PROVIDED MATERIAL:
· · · ·
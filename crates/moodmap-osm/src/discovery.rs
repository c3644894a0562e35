//! Mood-driven point-of-interest discovery against an Overpass interpreter.

use std::sync::Arc;

use moodmap_core::{AppConfig, Coordinates, Mood, Place};
use reqwest::{Client, Url};

use crate::client::{build_http_client, parse_url, read_json, ClientSettings};
use crate::error::OsmError;
use crate::normalize::normalize_elements;
use crate::query::{MoodTemplate, OverpassQuery, QueryOptions};
use crate::retry::retry_with_backoff;
use crate::simulated::{MetadataSimulator, RandomMetadata};
use crate::types::OverpassElement;

/// Finds places around a centre that suit a mood.
///
/// Every call issues a fresh request; nothing is cached between calls.
pub struct PlaceDiscovery {
    client: Client,
    interpreter_url: Url,
    options: QueryOptions,
    max_retries: u32,
    backoff_base_ms: u64,
    simulator: Arc<dyn MetadataSimulator>,
}

impl PlaceDiscovery {
    /// Creates a client posting to `interpreter_url`
    /// (e.g. `https://overpass-api.de/api/interpreter`).
    ///
    /// # Errors
    ///
    /// Returns [`OsmError::Http`] if the HTTP client cannot be constructed or
    /// [`OsmError::InvalidBaseUrl`] if `interpreter_url` does not parse.
    pub fn new(
        interpreter_url: &str,
        settings: &ClientSettings,
        options: QueryOptions,
    ) -> Result<Self, OsmError> {
        Ok(Self {
            client: build_http_client(settings)?,
            interpreter_url: parse_url(interpreter_url)?,
            options,
            max_retries: settings.max_retries,
            backoff_base_ms: settings.backoff_base_ms,
            simulator: Arc::new(RandomMetadata),
        })
    }

    /// # Errors
    ///
    /// See [`PlaceDiscovery::new`].
    pub fn from_config(config: &AppConfig) -> Result<Self, OsmError> {
        Self::new(
            &config.overpass_url,
            &ClientSettings::from_config(config),
            QueryOptions::from_config(config),
        )
    }

    /// Replaces the source of simulated metadata.
    #[must_use]
    pub fn with_simulator(mut self, simulator: impl MetadataSimulator + 'static) -> Self {
        self.simulator = Arc::new(simulator);
        self
    }

    /// Builds the query that [`PlaceDiscovery::try_discover`] would send.
    #[must_use]
    pub fn build_query(&self, mood: Mood, center: Coordinates) -> OverpassQuery {
        OverpassQuery::new(MoodTemplate::for_mood(mood), center, self.options)
    }

    /// Discovers places, returning an empty list when no mood is selected or
    /// on any provider failure. Failures are logged.
    pub async fn discover(&self, mood: Option<Mood>, center: Coordinates) -> Vec<Place> {
        match self.try_discover(mood, center).await {
            Ok(places) => places,
            Err(e) => {
                tracing::error!(
                    mood = mood.map_or("none", Mood::key),
                    error = %e,
                    "place discovery failed, returning no places"
                );
                Vec::new()
            }
        }
    }

    /// Discovers places for `mood` around `center`, in provider order.
    ///
    /// `None` returns an empty list without touching the network.
    ///
    /// # Errors
    ///
    /// - [`OsmError::Http`], [`OsmError::RateLimited`], or
    ///   [`OsmError::UnexpectedStatus`] on transport or HTTP failure.
    /// - [`OsmError::Deserialize`] if the body is not JSON.
    /// - [`OsmError::MissingElements`] if the body has no `elements` array.
    pub async fn try_discover(
        &self,
        mood: Option<Mood>,
        center: Coordinates,
    ) -> Result<Vec<Place>, OsmError> {
        let Some(mood) = mood else {
            return Ok(Vec::new());
        };

        let query = self.build_query(mood, center).render();
        tracing::debug!(%mood, lat = center.lat, lng = center.lng, "querying overpass");

        let body = retry_with_backoff(self.max_retries, self.backoff_base_ms, || {
            let query = query.clone();
            async move {
                let response = self
                    .client
                    .post(self.interpreter_url.clone())
                    .header(
                        reqwest::header::CONTENT_TYPE,
                        "application/x-www-form-urlencoded",
                    )
                    .body(query)
                    .send()
                    .await?;
                read_json(response, "overpass interpreter").await
            }
        })
        .await?;

        let elements = self.parse_elements(body)?;
        let places = normalize_elements(&elements, self.simulator.as_ref());
        tracing::info!(
            %mood,
            elements = elements.len(),
            places = places.len(),
            "place discovery complete"
        );
        Ok(places)
    }

    /// Extracts the `elements` array, skipping individual entries that do not
    /// deserialize rather than failing the whole response.
    fn parse_elements(&self, body: serde_json::Value) -> Result<Vec<OverpassElement>, OsmError> {
        let serde_json::Value::Object(mut map) = body else {
            return Err(self.missing_elements());
        };
        let Some(serde_json::Value::Array(raw)) = map.remove("elements") else {
            return Err(self.missing_elements());
        };

        Ok(raw
            .into_iter()
            .enumerate()
            .filter_map(|(idx, v)| {
                serde_json::from_value::<OverpassElement>(v)
                    .map_err(|e| {
                        tracing::warn!(idx, error = %e, "skipping malformed overpass element");
                    })
                    .ok()
            })
            .collect())
    }

    fn missing_elements(&self) -> OsmError {
        OsmError::MissingElements {
            url: self.interpreter_url.to_string(),
        }
    }
}

#[cfg(test)]
mod tests {
    use super::*;

    fn discovery() -> PlaceDiscovery {
        PlaceDiscovery::new(
            "https://overpass-api.de/api/interpreter",
            &ClientSettings::default(),
            QueryOptions::default(),
        )
        .expect("client construction should not fail")
    }

    #[test]
    fn new_rejects_invalid_url() {
        let result = PlaceDiscovery::new(
            "not a url",
            &ClientSettings::default(),
            QueryOptions::default(),
        );
        assert!(matches!(result, Err(OsmError::InvalidBaseUrl { .. })));
    }

    #[test]
    fn build_query_uses_configured_options() {
        let discovery = PlaceDiscovery::new(
            "https://overpass-api.de/api/interpreter",
            &ClientSettings::default(),
            QueryOptions {
                radius_m: 750,
                result_limit: 8,
                timeout_secs: 15,
            },
        )
        .unwrap();
        let query = discovery
            .build_query(Mood::QuickBite, Coordinates::new(40.0, -74.0).unwrap())
            .render();
        assert!(query.contains("[timeout:15]"));
        assert!(query.contains("out body 8;"));
        assert!(query.contains("node[\"shop\"=\"bakery\"](around:750,40,-74);"));
    }

    #[test]
    fn parse_elements_rejects_missing_array() {
        let d = discovery();
        assert!(matches!(
            d.parse_elements(serde_json::json!({ "remark": "runtime error" })),
            Err(OsmError::MissingElements { .. })
        ));
        assert!(matches!(
            d.parse_elements(serde_json::json!({ "elements": "nope" })),
            Err(OsmError::MissingElements { .. })
        ));
        assert!(matches!(
            d.parse_elements(serde_json::json!([])),
            Err(OsmError::MissingElements { .. })
        ));
    }

    #[test]
    fn parse_elements_skips_malformed_entries() {
        let d = discovery();
        let elements = d
            .parse_elements(serde_json::json!({
                "elements": [
                    { "id": 1, "lat": 1.0, "lon": 2.0 },
                    { "id": "not-a-number" },
                    { "id": 3, "tags": { "name": "X" } }
                ]
            }))
            .unwrap();
        let ids: Vec<_> = elements.iter().map(|e| e.id).collect();
        assert_eq!(ids, [Some(1_i64), Some(3)]);
    }
}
· · · ·
TASK BRIEF: Task for the records above: copy every line in which the word "provider" occurs.

EXPECTED OUTPUT:
    /// on any provider failure. Failures are logged.
    /// Discovers places for `mood` around `center`, in provider order.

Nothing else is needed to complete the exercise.